## Exercise directions
What lines in the data hold the string "iter"? Show them.

··· Data to examine ···

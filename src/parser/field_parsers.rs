//! Field parsing utilities for raw tokens
//!
//! Pure predicates and parsers, one per cell type. Every function expects a
//! token that has already been trimmed.

use crate::constants::DATETIME_SEPARATORS;
use chrono::format::{Parsed, StrftimeItems, parse};
use chrono::{FixedOffset, NaiveDate, NaiveDateTime, NaiveTime};

const DATE_FORMAT: &str = "%Y-%m-%d";
const TIME_FORMATS: [&str; 2] = ["%H:%M:%S%.f", "%H:%M"];
const OFFSET_FORMATS: [&str; 3] = ["%:z", "%z", "%#z"];

/// Empty or all-whitespace token
pub fn is_null(token: &str) -> bool {
    token.trim().is_empty()
}

/// `[-+]?[0-9]+`, anchored to the whole token
pub fn is_integer(token: &str) -> bool {
    let digits = token.strip_prefix(['+', '-']).unwrap_or(token);
    !digits.is_empty() && digits.bytes().all(|b| b.is_ascii_digit())
}

/// Parse an integer-shaped token; `None` if it does not fit in i64
pub fn parse_integer(token: &str) -> Option<i64> {
    if is_integer(token) {
        token.parse::<i64>().ok()
    } else {
        None
    }
}

pub fn parse_float(token: &str) -> Option<f64> {
    token.parse::<f64>().ok()
}

/// At least two characters, starting and ending with the quote character
pub fn is_quoted(token: &str, quote_char: char) -> bool {
    let mut chars = token.chars();
    matches!(
        (chars.next(), chars.next_back()),
        (Some(first), Some(last)) if first == quote_char && last == quote_char
    )
}

/// Strip the outer quotes and collapse doubled quotes
pub fn unquote(token: &str, quote_char: char) -> String {
    let width = quote_char.len_utf8();
    let inner = &token[width..token.len() - width];
    let doubled: String = [quote_char, quote_char].iter().collect();
    inner.replace(&doubled, quote_char.encode_utf8(&mut [0; 4]))
}

fn all_digits(bytes: Option<&[u8]>) -> bool {
    bytes.is_some_and(|bytes| bytes.iter().all(u8::is_ascii_digit))
}

// chrono accepts single-digit fields; these guards pin the zero-padded forms
fn has_date_shape(token: &str) -> bool {
    let bytes = token.as_bytes();
    bytes.len() == 10
        && bytes.iter().enumerate().all(|(i, b)| match i {
            4 | 7 => *b == b'-',
            _ => b.is_ascii_digit(),
        })
}

fn has_time_shape(token: &str) -> bool {
    let bytes = token.as_bytes();
    let hour_minute = all_digits(bytes.get(0..2))
        && bytes.get(2) == Some(&b':')
        && all_digits(bytes.get(3..5));

    match bytes.len() {
        5 => hour_minute,
        8 => hour_minute && bytes[5] == b':' && all_digits(bytes.get(6..8)),
        len if len > 8 => {
            hour_minute && bytes[5] == b':' && all_digits(bytes.get(6..8)) && bytes[8] == b'.'
        }
        _ => false,
    }
}

/// `YYYY-MM-DD`
pub fn parse_date(token: &str) -> Option<NaiveDate> {
    if !has_date_shape(token) {
        return None;
    }
    NaiveDate::parse_from_str(token, DATE_FORMAT).ok()
}

/// `HH:MM` or `HH:MM:SS[.fraction]`
pub fn parse_time(token: &str) -> Option<NaiveTime> {
    if !has_time_shape(token) {
        return None;
    }
    TIME_FORMATS
        .iter()
        .find_map(|format| NaiveTime::parse_from_str(token, format).ok())
}

/// `Z`, `+HH:MM`, `+HHMM` or `+HH` (and the `-` forms); `Some(None)` when absent
fn parse_offset(text: &str) -> Option<Option<FixedOffset>> {
    match text {
        "" => Some(None),
        "Z" | "z" => Some(FixedOffset::east_opt(0)),
        _ => OFFSET_FORMATS
            .iter()
            .find_map(|format| {
                let mut parsed = Parsed::new();
                parse(&mut parsed, text, StrftimeItems::new(format)).ok()?;
                parsed.to_fixed_offset().ok()
            })
            .map(Some),
    }
}

/// Date, a `T`/space separator, a time of day and an optional UTC offset
pub fn parse_datetime(token: &str) -> Option<(NaiveDateTime, Option<FixedOffset>)> {
    let date = parse_date(token.get(..10)?)?;

    let mut rest = token[10..].chars();
    if !DATETIME_SEPARATORS.contains(&rest.next()?) {
        return None;
    }
    let rest = rest.as_str();

    let (time_text, offset_text) = match rest.find(['+', '-', 'Z', 'z']) {
        Some(index) => rest.split_at(index),
        None => (rest, ""),
    };
    let time = parse_time(time_text)?;
    let offset = parse_offset(offset_text)?;

    Some((date.and_time(time), offset))
}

···

## Output below
    let doubled: String = [quote_char, quote_char].iter().collect();
    bytes.is_some_and(|bytes| bytes.iter().all(u8::is_ascii_digit))
        && bytes.iter().enumerate().all(|(i, b)| match i {
        .iter()
            .iter()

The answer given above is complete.